Int J Drug Policy. 2020 May 29;:102793

Authors: Zhu B, Guo H, Cao Y, An R, Shi Y

Abstract
BACKGROUND: Consumers’ access to cannabis has been considerably expanded in US states where recreational cannabis was legalized and commercialized. However, little is known about the important factors influencing consumers’ purchase decisions in cannabis retail dispensaries. This study examined cannabis users’ perceptions of the relative importance of policy-relevant factors when they made cannabis purchase decisions.
METHODS: An online survey was administered to 817 adult cannabis users in seven states in the US (California, Colorado, Maine, Massachusetts, Nevada, Oregon, and Washington) that had approved cannabis commercialization by the time of interview in January 2018. Twenty policy-relevant cannabis attributes were evaluated, including those pertaining to product characteristics, quality, package characteristics, price and free sample, store characteristics, and restrictions on use. A best-worst scaling experiment was employed, which asked respondents to select the most and the least important attributes in a choice scenario. Each respondent answered 10 choice scenarios, each including a random combination of four attributes out of the 20. The relative importance of each attribute was evaluated using hierarchical Bayesian estimation of mixed logit models.

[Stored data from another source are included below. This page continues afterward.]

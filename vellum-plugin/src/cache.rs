use std::collections::HashMap;
use std::path::{Path, PathBuf};
use std::sync::{Arc, Mutex, MutexGuard, PoisonError};

use vellum_sfc::{Block, SfcDescriptor};

use crate::error::PluginResult;
use crate::id::VirtualModuleId;

/// Everything known about one component file after it was split.
#[derive(Debug)]
pub struct RootEntry {
    pub path: PathBuf,
    pub source: String,
    pub descriptor: SfcDescriptor,
    pub ids: Vec<VirtualModuleId>,
}

impl RootEntry {
    /// The block an id points at, if this file exposes exactly that id
    /// (path, kind, index and query all equal).
    pub fn block(&self, id: &VirtualModuleId) -> Option<&Block> {
        self.ids
            .iter()
            .zip(&self.descriptor.blocks)
            .find(|(known, _)| *known == id)
            .map(|(_, block)| block)
    }
}

type Slot = Arc<Mutex<Option<Arc<RootEntry>>>>;

/// Root path to its split block list. Each path has its own slot lock, so
/// files never contend with each other and a path is split at most once
/// until it is invalidated.
#[derive(Debug, Default)]
pub struct RootCache {
    slots: Mutex<HashMap<PathBuf, Slot>>,
}

fn lock<T>(m: &Mutex<T>) -> MutexGuard<'_, T> {
    m.lock().unwrap_or_else(PoisonError::into_inner)
}

impl RootCache {
    pub fn get(&self, path: &Path) -> Option<Arc<RootEntry>> {
        let slot = lock(&self.slots).get(path).cloned()?;
        let entry = lock(&slot).clone();
        entry
    }

    /// Return the cached entry or build it while holding the path's slot.
    /// A failed build leaves the slot empty. The flag is `true` when this
    /// call did the build.
    pub fn get_or_try_insert<F>(&self, path: &Path, build: F) -> PluginResult<(Arc<RootEntry>, bool)>
    where
        F: FnOnce() -> PluginResult<RootEntry>,
    {
        let slot = lock(&self.slots).entry(path.to_path_buf()).or_default().clone();
        let mut guard = lock(&slot);
        if let Some(entry) = guard.as_ref() {
            return Ok((Arc::clone(entry), false));
        }
        let entry = Arc::new(build()?);
        *guard = Some(Arc::clone(&entry));
        Ok((entry, true))
    }

    pub fn remove(&self, path: &Path) -> bool {
        lock(&self.slots).remove(path).is_some()
    }

    pub fn len(&self) -> usize {
        lock(&self.slots)
            .values()
            .filter(|slot| lock(slot).is_some())
            .count()
    }

    pub fn is_empty(&self) -> bool {
        self.len() == 0
    }
}
pub mod bindings;
pub mod compile;
pub mod error;
pub mod expr;
pub mod options;
pub mod sfc;
pub mod sourcemap;
pub mod template_ast;
pub mod template_codegen;
pub mod template_parse;

pub use bindings::{SlotBindings, resolve_slot, resolve_template};
pub use compile::{CompiledTemplate, compile_template};
pub use error::{SfcError, SfcResult};
pub use options::CompileOptions;
pub use sfc::{AttrValue, Block, BlockKind, SfcDescriptor, parse_sfc, split};
pub use sourcemap::{Mapping, SourceMap};
pub use template_codegen::{CodegenOutput, generate, generate_module};
pub use template_parse::{parse_template, parse_template_to_ast};
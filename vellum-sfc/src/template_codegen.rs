use std::collections::BTreeSet;

use indexmap::IndexMap;

use crate::bindings::{
    AttrSegment, AttrValue, Branch, ElementProps, Handler, ListRender, ModelBinding, ModelTarget,
    RenderElement, RenderNode, RuntimeDirective, SlotBindings, SlotInvocation, SlotName,
    resolve_template,
};
use crate::error::{SfcError, SfcResult};
use crate::expr::{
    binding_names, is_function_expression, is_simple_path, js_key, prefix_identifiers, string_lit,
};
use crate::options::CompileOptions;
use crate::sourcemap::Mapping;
use crate::template_ast::{Directive, DirectiveKind, ElementNode};

/// Generated render expression plus what the module wrapper needs.
#[derive(Debug, Clone, PartialEq, Default)]
pub struct CodegenOutput {
    pub code: String,
    /// Runtime helpers referenced, without the `_vm.` prefix.
    pub helpers: BTreeSet<&'static str>,
    pub static_render_fns: Vec<String>,
    /// Generated offsets are relative to `code`; original offsets to the
    /// template text.
    pub mappings: Vec<Mapping>,
}

/// Generate the render expression for a parsed template root.
pub fn generate(root: &ElementNode, options: &CompileOptions) -> SfcResult<CodegenOutput> {
    let nodes = resolve_template(root)?;
    let mut emitter = Emitter::new(options);
    match nodes.as_slice() {
        [] => emitter.push_helper("_e", "()"),
        [only] => emitter.node(only)?,
        [_, second, ..] => {
            return Err(SfcError::syntax(
                second.offset(),
                "template must have exactly one root node",
            ));
        }
    }
    log::debug!(
        "codegen: {} bytes, {} static trees",
        emitter.out.len(),
        emitter.statics.len()
    );
    Ok(CodegenOutput {
        code: emitter.out,
        helpers: emitter.helpers,
        static_render_fns: emitter.statics,
        mappings: emitter.mappings,
    })
}

const PRELUDE: &str = "var _vm = this;\n  var _h = _vm.$createElement;\n  var _c = _vm._self._c || _h;\n";

/// Module-local `_mp`: merges attribute segments left to right.
const MERGE_HELPER: &str = "var _mp = function () {\n  var out = {};\n  for (var i = 0; i < arguments.length; i++) {\n    var seg = arguments[i];\n    if (seg) for (var k in seg) out[k] = seg[k];\n  }\n  return out;\n};\n";

/// Wrap a render expression into an ES module exporting `render` and
/// `staticRenderFns`. Returned mappings are shifted to module offsets.
pub fn generate_module(output: &CodegenOutput) -> (String, Vec<Mapping>) {
    let merge = if output.helpers.contains("_mp") { MERGE_HELPER } else { "" };
    let head = format!("{merge}var render = function () {{\n  {PRELUDE}  return ");
    let mut code = head.clone();
    code.push_str(&output.code);
    code.push_str(";\n};\n");

    let fns: Vec<String> = output
        .static_render_fns
        .iter()
        .map(|body| format!("function () {{\n  {PRELUDE}  return {body};\n}}"))
        .collect();
    code.push_str(&format!("var staticRenderFns = [{}];\n", fns.join(", ")));
    code.push_str("render._withStripped = true;\n");
    code.push_str("export { render, staticRenderFns };\n");

    let mappings = output
        .mappings
        .iter()
        .map(|m| m.shifted(head.len(), 0))
        .collect();
    (code, mappings)
}

struct Emitter<'o> {
    out: String,
    helpers: BTreeSet<&'static str>,
    mappings: Vec<Mapping>,
    statics: Vec<String>,
    /// Names bound by enclosing `v-for`s.
    scope: Vec<String>,
    options: &'o CompileOptions,
}
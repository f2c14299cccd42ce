//! Source Map v3 output for generated template code and raw block content.

use serde::Serialize;

/// One generated position and the original position it came from, both as
/// byte offsets.
#[derive(Debug, Clone, Copy, PartialEq, Eq, PartialOrd, Ord)]
pub struct Mapping {
    pub generated: usize,
    pub original: usize,
}

impl Mapping {
    pub fn shifted(self, generated_by: usize, original_by: usize) -> Self {
        Mapping {
            generated: self.generated + generated_by,
            original: self.original + original_by,
        }
    }
}

#[derive(Debug, Clone, PartialEq, Eq, Serialize)]
#[serde(rename_all = "camelCase")]
pub struct SourceMap {
    pub version: u8,
    #[serde(skip_serializing_if = "Option::is_none")]
    pub file: Option<String>,
    pub sources: Vec<String>,
    #[serde(skip_serializing_if = "Option::is_none")]
    pub sources_content: Option<Vec<String>>,
    pub names: Vec<String>,
    pub mappings: String,
}

impl SourceMap {
    /// Encode `mappings` from `generated` back into `original`, which is
    /// the full file text named `source`.
    pub fn compose(
        source: &str,
        original: &str,
        generated: &str,
        mappings: &[Mapping],
        include_content: bool,
    ) -> Self {
        let mut sorted = mappings.to_vec();
        sorted.sort_by_key(|m| m.generated);
        sorted.dedup_by_key(|m| m.generated);

        let gen_index = LineIndex::new(generated);
        let orig_index = LineIndex::new(original);

        let mut out = String::new();
        let mut line = 0;
        let mut first_in_line = true;
        let mut prev_gen_col = 0i64;
        let mut prev_orig_line = 0i64;
        let mut prev_orig_col = 0i64;

        for m in &sorted {
            if m.generated > generated.len() || m.original > original.len() {
                continue;
            }
            let (gl, gc) = gen_index.locate(generated, m.generated);
            let (ol, oc) = orig_index.locate(original, m.original);
            while line < gl {
                out.push(';');
                line += 1;
                first_in_line = true;
                prev_gen_col = 0;
            }
            if !first_in_line {
                out.push(',');
            }
            first_in_line = false;

            encode_vlq(&mut out, gc as i64 - prev_gen_col);
            encode_vlq(&mut out, 0);
            encode_vlq(&mut out, ol as i64 - prev_orig_line);
            encode_vlq(&mut out, oc as i64 - prev_orig_col);
            prev_gen_col = gc as i64;
            prev_orig_line = ol as i64;
            prev_orig_col = oc as i64;
        }

        SourceMap {
            version: 3,
            file: None,
            sources: vec![source.to_string()],
            sources_content: include_content.then(|| vec![original.to_string()]),
            names: Vec::new(),
            mappings: out,
        }
    }

    /// Line-identity map for block content served verbatim: line `n` of
    /// `content` maps to the matching line of the block in `original`.
    pub fn for_block(
        source: &str,
        original: &str,
        block_start: usize,
        content: &str,
        include_content: bool,
    ) -> Self {
        let mappings: Vec<Mapping> = LineIndex::new(content)
            .starts
            .iter()
            .map(|&start| Mapping {
                generated: start,
                original: block_start + start,
            })
            .collect();
        Self::compose(source, original, content, &mappings, include_content)
    }

    pub fn with_file(mut self, file: impl Into<String>) -> Self {
        self.file = Some(file.into());
        self
    }

    pub fn to_json(&self) -> serde_json::Result<String> {
        serde_json::to_string(self)
    }
}

struct LineIndex {
    starts: Vec<usize>,
}

impl LineIndex {
    fn new(text: &str) -> Self {
        let mut starts = vec![0];
        starts.extend(text.match_indices('\n').map(|(i, _)| i + 1));
        LineIndex { starts }
    }

    /// Zero-based line and UTF-16 column of a byte offset.
    fn locate(&self, text: &str, offset: usize) -> (usize, usize) {
        let line = self.starts.partition_point(|&s| s <= offset).saturating_sub(1);
        let start = self.starts[line];
        let mut end = offset;
        while !text.is_char_boundary(end) {
            end -= 1;
        }
        let col = text[start..end].encode_utf16().count();
        (line, col)
    }
}

const BASE64: &[u8; 64] = b"ABCDEFGHIJKLMNOPQRSTUVWXYZabcdefghijklmnopqrstuvwxyz0123456789+/";

fn encode_vlq(out: &mut String, value: i64) {
    let mut v = if value < 0 {
        ((-value as u64) << 1) | 1
    } else {
        (value as u64) << 1
    };
    loop {
        let mut digit = (v & 31) as usize;
        v >>= 5;
        if v > 0 {
            digit |= 32;
        }
        out.push(BASE64[digit] as char);
        if v == 0 {
            break;
        }
    }
}

#[cfg(test)]
mod tests {
    use super::*;

    fn vlq(value: i64) -> String {
        let mut s = String::new();
        encode_vlq(&mut s, value);
        s
    }

    #[test]
    fn vlq_digits() {
        assert_eq!(vlq(0), "A");
        assert_eq!(vlq(1), "C");
        assert_eq!(vlq(-1), "D");
        assert_eq!(vlq(15), "e");
        assert_eq!(vlq(16), "gB");
        assert_eq!(vlq(-17), "jB");
    }

    #[test]
    fn columns_count_utf16_units() {
        let text = "a😀b\nc";
        let index = LineIndex::new(text);
        // the emoji is 4 bytes and 2 UTF-16 units
        assert_eq!(index.locate(text, 5), (0, 3));
        assert_eq!(index.locate(text, 7), (1, 0));
    }

    #[test]
    fn compose_splits_lines() {
        let original = "<div>\n  <p>x</p>\n</div>";
        let generated = "A\nB";
        let map = SourceMap::compose(
            "App.vue",
            original,
            generated,
            &[
                Mapping { generated: 0, original: 0 },
                Mapping { generated: 2, original: 8 },
            ],
            false,
        );
        assert_eq!(map.mappings, "AAAA;AACE");
        assert!(map.sources_content.is_none());
    }

    #[test]
    fn block_map_is_line_identity() {
        let original = "<script>\nexport default {}\n</script>";
        let map = SourceMap::for_block("App.vue", original, 8, "\nexport default {}\n", true);
        assert_eq!(map.mappings, "AAAQ;AACR;AACA");
        assert_eq!(map.sources_content.as_deref(), Some(&[original.to_string()][..]));
    }
}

RESULTS: Overall, ‘quality’, ‘strain type’, ‘price’, ‘THC’ (tetrahydrocannabinol) and ‘pesticide’ were the top five important attributes affecting cannabis users’ willingness to buy cannabis in a dispensary. These five attributes jointly accounted for approximately half of the total importance. In subsample analysis, both recreational and dual-purpose users attached higher importance to ‘quality’, ‘THC’, and ‘price’, whereas medical users tended to think ‘CBD’ (cannabidiol) and ‘pesticide’ were more important. All cannabis users perceived ‘package’ to be the least important attribute. Gender had no major differences in perceptions.
CONCLUSIONS: Cannabis users in general perceived product characteristics, quality, and price to be important factors in their willingness to buy cannabis in dispensaries. There were heterogeneities in the perceptions by cannabis use purposes. The findings might deserve consideration in cannabis policy design.